#### [Record excerpts]

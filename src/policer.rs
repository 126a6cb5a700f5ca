//! Outgoing request rate limiting.
//!
//! A [`Policer`] decides how long a session must wait before its next request
//! leaves the socket. [`RpsPolicer`] keeps requests on a fixed time grid with
//! one slot per `1 / rps` seconds: a request arriving early is delayed to the
//! next free slot, a request arriving late is sent immediately and the grid is
//! re-anchored on the latest slot that has already passed.
//!
//! Policers are shared through `Arc`, so several sessions handed the same
//! policer draw from one common budget.

use std::sync::{Mutex, OnceLock, PoisonError};
use std::time::{Duration, Instant};

use crate::error::{ConfigErrorKind, Error, Result};

const NANOS_PER_SEC: f64 = 1_000_000_000.0;

/// Rate limiter consulted once per request round.
pub trait Policer: Send + Sync + std::fmt::Debug {
    /// Claim the next slot if it can be reached within `limit`.
    ///
    /// `Ok(None)` means the request may be sent right away, `Ok(Some(wait))`
    /// that the slot is claimed and starts after `wait`. `Err(wait)` refuses:
    /// the slot is further away than `limit` and nothing is claimed.
    fn reserve(&self, limit: Duration) -> Reservation;
}

/// Outcome of [`Policer::reserve`]: the wait before a claimed slot, or the
/// wait to a slot that was refused.
pub type Reservation = std::result::Result<Option<Duration>, Duration>;

/// Monotonic process clock in nanoseconds.
pub(crate) fn monotonic_ns() -> u64 {
    static EPOCH: OnceLock<Instant> = OnceLock::new();
    let epoch = EPOCH.get_or_init(Instant::now);
    u64::try_from(epoch.elapsed().as_nanos()).unwrap_or(u64::MAX)
}

/// Grid state of an [`RpsPolicer`].
#[derive(Debug, Clone, PartialEq, Eq)]
struct Grid {
    interval: u64,
    previous: Option<u64>,
}

impl Grid {
    fn admit(&mut self, now: u64) -> Option<Duration> {
        let Some(previous) = self.previous else {
            self.previous = Some(now);
            return None;
        };
        let interval = self.interval as i128;
        let elapsed = now as i128 - previous as i128;
        if elapsed < 0 {
            // Clock stepped back: re-anchor and hold a full slot.
            self.previous = Some(now);
            return Some(Duration::from_nanos(self.interval));
        }
        if elapsed < interval {
            self.previous = Some(previous + self.interval);
            return Some(Duration::from_nanos((interval - elapsed) as u64));
        }
        let slots = (elapsed / interval) as u64;
        self.previous = Some(previous + self.interval * slots);
        None
    }

    /// [`admit`](Self::admit), but left untouched when the wait exceeds `limit`.
    fn admit_within(&mut self, now: u64, limit: Duration) -> Reservation {
        let mut next = self.clone();
        match next.admit(now) {
            Some(wait) if wait > limit => Err(wait),
            wait => {
                *self = next;
                Ok(wait)
            }
        }
    }
}

/// Requests-per-second limiter.
#[derive(Debug)]
pub struct RpsPolicer {
    grid: Mutex<Grid>,
}

impl RpsPolicer {
    /// Create a limiter allowing at most `rps` requests per second.
    ///
    /// Fractional rates are allowed (`0.5` is one request every two seconds).
    /// Fails with [`ConfigErrorKind::InvalidRate`] for zero, negative or
    /// non-finite rates and [`ConfigErrorKind::RateTooHigh`] when the
    /// resulting interval rounds down to zero nanoseconds.
    pub fn new(rps: f64) -> Result<Self> {
        if !rps.is_finite() || rps <= 0.0 {
            return Err(Error::config(ConfigErrorKind::InvalidRate));
        }
        let interval = (NANOS_PER_SEC / rps).floor();
        if interval < 1.0 {
            return Err(Error::config(ConfigErrorKind::RateTooHigh));
        }
        Ok(Self {
            grid: Mutex::new(Grid {
                interval: interval as u64,
                previous: None,
            }),
        })
    }

    /// Spacing between slots.
    pub fn interval(&self) -> Duration {
        Duration::from_nanos(self.lock().interval)
    }

    /// Claim a slot at an explicit monotonic timestamp (nanoseconds).
    ///
    /// [`Policer::reserve`] calls this with the process clock. Exposed so the
    /// grid behaviour can be driven deterministically.
    pub fn admit_at(&self, now: u64) -> Option<Duration> {
        self.lock().admit(now)
    }

    /// [`admit_at`](Self::admit_at) that refuses, without claiming, a slot
    /// further away than `limit`.
    pub fn admit_within(&self, now: u64, limit: Duration) -> Reservation {
        self.lock().admit_within(now, limit)
    }

    fn lock(&self) -> std::sync::MutexGuard<'_, Grid> {
        self.grid.lock().unwrap_or_else(PoisonError::into_inner)
    }
}

impl Policer for RpsPolicer {
    fn reserve(&self, limit: Duration) -> Reservation {
        let wait = self.admit_within(monotonic_ns(), limit);
        match wait {
            Ok(Some(wait)) => {
                tracing::trace!(target: "snmp_session::policer", ?wait, "request throttled")
            }
            Err(wait) => {
                tracing::debug!(target: "snmp_session::policer", ?wait, ?limit, "next slot out of reach")
            }
            Ok(None) => {}
        }
        wait
    }
}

#### [Directions]
The lines to return are those holding the string "further" anywhere in the listing above.

#### [Your response]
    /// the slot is further away than `limit` and nothing is claimed.
    /// further away than `limit`.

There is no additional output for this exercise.